In recent years, new safety and environmental requirements have led to the design of new reaction systems based on sustainable chemistry principles. Classical processes are being modified to minimise the use and generation of hazardous substances and wastes.¹ The use of ionic liquids in organic synthesis provides a good alternative to the use of volatile organic solvents. Ionic liquids possess many interesting properties, including a low vapour pressure, the ability to dissolve organic and inorganic substances, thermal and chemical stability, non-flammability and non-corrosive behaviour. Moreover, they are called “designer solvents” and can act as both catalysts and solvents.^2–4

Ionic liquids could also potentially be used as oxidants, an application that has not yet been described. One way to synthesise an ionic-liquid oxidant is to introduce a peroxy group into the anion structure, e.g., HSO₅⁻. Commercial sources of potassium peroxymonosulphate, e.g., Oxone®, are stable oxidising agents commonly used in fine chemicals synthesis. The oxidising peroxymonosulphate salt is easy to handle, non-toxic and relatively inexpensive, and it generates non-polluting by-products.⁵ However, peroxymonosulphate salts have poor solubility in organic solvents, making it difficult to apply effectively in oxidation reactions. To use KHSO₅ in oxidation reactions, an aqueous reaction medium must be employed, which can lead to the hydrolysis of unstable products, e.g., lactones or esters. Therefore, in our previous work, alternative methods for the oxidation of ketones or alcohols were presented. The first method was based on the use of an alternative solvent, such as an ionic liquid, to dissolve KHSO₅ and eliminate water from the reaction system.^6,7 The second method used phase transfer catalysis to avoid the hydrolysis of lactones.⁸ Y. Wei also presented an interesting approach for the synthesis of aldehydes and ketones. Specifically, a new oxidising agent, tetrabutylammonium peroxymonosulphate ([N₄₄₄₄][HSO₅]), was employed in the clean, selective oxidation of alcohols catalysed by a nitroxyl radical, 2,2,6,6-tetramethylpiperidine-1-oxyl (TEMPO), in the presence of tetrabutylammonium bromide (TBAB) in an ionic liquid.⁹ Other work has described the oxidation of primary and secondary alcohols to ketones with KHSO₅ in classical solvents, such as dichloromethane or toluene.¹⁰ According to the literature, the solubility of the peroxymonosulphate salts and the use of homogenous conditions are critical for the oxidation of ketones to lactones, which is in contrast to the oxidation of alcohols to ketones where homogenous conditions are not required.⁵ Thus, alcohols can only be oxidised to ketones with KHSO₅ in classical solvents. The one-pot, tandem oxidation of alcohols directly to esters or lactones has not been well studied. Only a few reports of this type of oxidation reaction have appeared in the literature.^11–14

The one-pot oxidation would be especially useful for ε-caprolactone production. Currently, ε-caprolactone is produced from cyclohexanol via a two-step process. From a synthetic and industrial viewpoint, a one-pot procedure would be economically favourable.

Results and discussion

In this work, new strategies for the synthesis of ε-caprolactone were developed. “Greener” chemical syntheses using ionic liquids as solvents for the KHSO₅ oxidant were performed using ultrasound and microwave irradiation (Scheme 1). The ionic liquids were also demonstrated to act as oxidising agents. A new class of ionic liquids with peroxymonosulphate anions was synthesised and employed in the model oxidation.

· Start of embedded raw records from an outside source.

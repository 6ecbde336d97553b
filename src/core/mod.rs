//! Core functionality for the chat service
//!
//! Model registry, upstream adapters, inference gateways and the
//! conversation session.

pub mod gateway;
pub mod models;
pub mod providers;
pub mod session;
pub mod streaming;
pub mod traits;
pub mod types;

Scheme 1 Ultrasound or microwave-assisted one-pot oxidation of cyclohexanol.

Ultrasound or microwave-assisted synthesis of ε-caprolactone using potassium peroxymonosulphate and ionic liquids

We previously utilised [bmim]BF₄ as a novel medium for the one-pot, tandem oxidation of cyclohexanol to ε-caprolactone with Oxone® in a TEMPO/TBAB catalytic system with magnetic stirring (Table 1, magnetic stirring).⁶ Because [bmim]BF₄ can dissolve both cyclohexanol and KHSO₅, thus resulting in homogeneous conditions, the tandem reaction can be performed.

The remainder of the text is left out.